C++ has had std::vect for a number of years; that’s how you implement dynamic arrays. There's also std::array, but that is a fixed size at compile time—it's just a wrapper around C-type arrays. C, like C++, had fixed-size arrays right from the start; the only way to get dynamically allocated arrays was by doing tricks with getmem and using pointers. 

Since C11, C has had variable-length arrays whose size is determined at runtime. Here's an example:

#include <stdio.h>

void AllocateArray(int size) {
  int data[size];
  printf("Size of data=%d\n",(int)sizeof(data));
}

int main(){
  AllocateArray(100);
  AllocateArray(500);
  AllocateArray(750);
}

When compiled with GCC, the open-source C compiler, this outputs the following:

Size of n=400
Size of n=2000
Size of n=3000

This shows that 100 ints occupies 400 bytes (as you’d expect). Note I said GCC, because when I compiled this with Visual C++, it rejected it; the declaration of the array size at runtime is invalid, same as it is with older C, because size is not a constant. 

Initializing Structs

I wrote an “Asteroids” game in C and used a small struct to hold game-level data:

struct level {
	int nums[4]; // how many of each size of asteroid
	int aliens; // how many aliens
	float factor; // from 1.0 to 1.5 - multiply asteroid speed by this
};

struct level levels[50];

So in C++, you might initialize the first two levels with this declaration:

level lvls[2] = {
	{ {0, 0, 0, 1}, 5,1.3f },
	{ {0, 0, 0, 2}, 5,1.35f }
};

C, though, has had a better initializer since C99:

struct level levels[2] = {
{ .factor = (float)1,.aliens = 1,.nums = { 0,0,3,3 } }, // Level 1
{ .factor = (float)1,.aliens = 0,.nums = { 0,1,3,3 } } } // Level 2

This is tagged initialization, and does not require the order of the data to match the order of fields in the struct, as the C++ initialization does.

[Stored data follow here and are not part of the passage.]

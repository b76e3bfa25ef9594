//! Error types for assetport-transform

use std::path::PathBuf;

use assetport_api::ValidationError;
use thiserror::Error;

/// Errors that can occur while turning external data into import assets
#[derive(Error, Debug)]
pub enum TransformError {
    /// The input file could not be opened or read
    #[error("failed to read {}: {source}", path.display())]
    Io {
        path: PathBuf,
        #[source]
        source: std::io::Error,
    },

    /// The CSV reader failed for a reason unrelated to the row contents
    #[error("CSV reader error: {0}")]
    Csv(#[source] csv::Error),

    /// The input as a whole is not valid
    #[error(transparent)]
    Validation(#[from] ValidationError),

    /// A single record failed validation
    #[error("record {record}: {source}")]
    InvalidRecord {
        /// 1-based position of the record in the input
        record: usize,
        #[source]
        source: ValidationError,
    },

    /// A `target=source` mapping argument could not be parsed
    #[error("invalid field mapping {0:?}: expected target=source")]
    InvalidMapping(String),
}

impl TransformError {
    /// Check if the error concerns the content of the input rather than access to it
    #[must_use]
    pub fn is_validation(&self) -> bool {
        matches!(
            self,
            TransformError::Validation(_) | TransformError::InvalidRecord { .. }
        )
    }

    /// The underlying validation error, if any
    #[must_use]
    pub fn validation_error(&self) -> Option<&ValidationError> {
        match self {
            TransformError::Validation(err) | TransformError::InvalidRecord { source: err, .. } => {
                Some(err)
            }
            _ => None,
        }
    }
}

/// Result type for transform operations
pub type Result<T> = std::result::Result<T, TransformError>;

You could use a C++ initializer list or a constructor to initialize the struct, as a struct and a class are the same (just with different levels of default access), but that would be even clunkier. You want to have data initialized implicitly, not needing code to do it.

The Restrict Keyword

This is an interesting case, because although it's only a C99 feature, some C++ compilers actually allow it unofficially. This type of thing is not unusual: For many years, for example, some C compilers allowed the single line comment // even though it wasn't a C feature.

The keyword restrict applies to pointers, and tells the compiler that, for the scope of the pointer, the target of the pointer will only be referenced by the pointer or copies of it. This lets the compiler perform some optimizations because the pointer isn't being aliased, and checks for what can be left out. If you do access the referenced data elsewhere, then the results are undefined. 

Auto Keyword

Both languages have had auto for a long time; it referred to a storage class. Specifically, it meant variables declared in a function. It's one of those things that nobody ever uses, so developers decided to reuse it in C++ 11 onwards as a way of declaring a variable and letting the compiler determine the type from the initial value.

If you know C#, then auto is used exactly as var in C#:

void test() {
	auto count = 0;
	auto fred = "My name";
...

Here the compiler determines ‘count’ is an int and ‘fred’ is a char *. 

You can't have auto count; by itself, it must have an initial value that provides the type. And if you want ‘fred’ to be a std::string instead of char *, add an ‘s’ to the end of the string literal, like this:

auto fred = "My name"s;

This happened because the compiler picked the simplest type that matches, so it replaces auto with char *, not std::string.

Conclusion: C++ and C, Separating Slowly

For things such as initializing data, it is possible to link C-compiled objects into a C++ object, though it seems a bit of a messy way to do it.

I compiled most examples with VC++ 2019/GCC/G++. One thing that I'd not realised is that the Visual C++ compiler only supports the minimum subset of C99 needed, not the full C99, so no restrict (for example). 

I believe the reason for this is that you can now install Clang into Visual C++, so there's no need for Microsoft to do further work on their C compiler; you can also install GCC or any other C++ compiler. 

Does it matter that C is now probably only 99 percent a subset of C++ instead of 100 percent? Probably not, but let’s see how this evolution progresses over the next few years.